Work order ->
Wherever the word "failed" turns up in a line of the entries, copy that line.

● ● ● ●

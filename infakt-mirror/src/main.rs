use std::process::ExitCode;

use anyhow::Context;
use infakt_mirror::config::MirrorConfig;
use infakt_mirror::runner::Runner;
use infakt_mirror::{history, logging};

#[derive(Debug, Clone, Copy, PartialEq, Eq)]
enum CliMode {
    Run { commit: bool },
    Help,
}

fn parse_cli_mode<I>(args: I) -> anyhow::Result<CliMode>
where
    I: IntoIterator<Item = String>,
{
    let mut mode = CliMode::Run { commit: true };
    for arg in args.into_iter().skip(1) {
        match arg.as_str() {
            "--no-commit" => {
                if let CliMode::Run { commit } = &mut mode {
                    *commit = false;
                }
            }
            "--help" | "-h" => mode = CliMode::Help,
            other => anyhow::bail!("unknown argument: {other}"),
        }
    }
    Ok(mode)
}

#[tokio::main(flavor = "current_thread")]
async fn main() -> anyhow::Result<ExitCode> {
    let offset = history::local_offset();
    dotenvy::dotenv().ok();
    let commit_flag = match parse_cli_mode(std::env::args())? {
        CliMode::Help => {
            println!("Usage: infakt-mirror [--no-commit]");
            println!("  --no-commit   Mirror only, do not record the run in the data repository");
            return Ok(ExitCode::SUCCESS);
        }
        CliMode::Run { commit } => commit,
    };

    let config = MirrorConfig::from_env()?;
    let _log_guard = logging::init(&config.log_dir)?;
    tracing::info!(
        data_dir = %config.data_dir.display(),
        api = %config.api_domain,
        "infakt-mirror v{} starting",
        env!("CARGO_PKG_VERSION")
    );

    let runner = Runner::from_config(&config)?;
    runner.bootstrap().await?;
    let summary = runner.run().await;
    let success = summary.all_success();
    if !success {
        let failed: Vec<_> = summary.failed().collect();
        tracing::warn!(failed = ?failed, "run finished with failures");
    }

    if config.commit && commit_flag {
        let data_dir = config.data_dir.clone();
        let at = history::now_at(offset);
        tokio::task::spawn_blocking(move || history::commit_run(&data_dir, success, at))
            .await
            .context("history commit task panicked")?
            .context("failed to record run in history")?;
    }

    Ok(if success {
        ExitCode::SUCCESS
    } else {
        ExitCode::FAILURE
    })
}

#[cfg(test)]
mod tests {
    use super::*;

    fn args(list: &[&str]) -> Vec<String> {
        list.iter().map(|s| s.to_string()).collect()
    }

    #[test]
    fn parse_cli_mode_defaults_to_committing_run() {
        let mode = parse_cli_mode(args(&["infakt-mirror"])).unwrap();
        assert_eq!(mode, CliMode::Run { commit: true });
    }

    #[test]
    fn parse_cli_mode_supports_no_commit() {
        let mode = parse_cli_mode(args(&["infakt-mirror", "--no-commit"])).unwrap();
        assert_eq!(mode, CliMode::Run { commit: false });
    }

    #[test]
    fn parse_cli_mode_supports_help() {
        let mode = parse_cli_mode(args(&["infakt-mirror", "--help"])).unwrap();
        assert_eq!(mode, CliMode::Help);
    }

    #[test]
    fn parse_cli_mode_rejects_unknown_arguments() {
        assert!(parse_cli_mode(args(&["infakt-mirror", "--force"])).is_err());
    }
}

● ● ● ●

Result of this exercise ->
        let failed: Vec<_> = summary.failed().collect();
        tracing::warn!(failed = ?failed, "run finished with failures");
            .context("failed to record run in history")?;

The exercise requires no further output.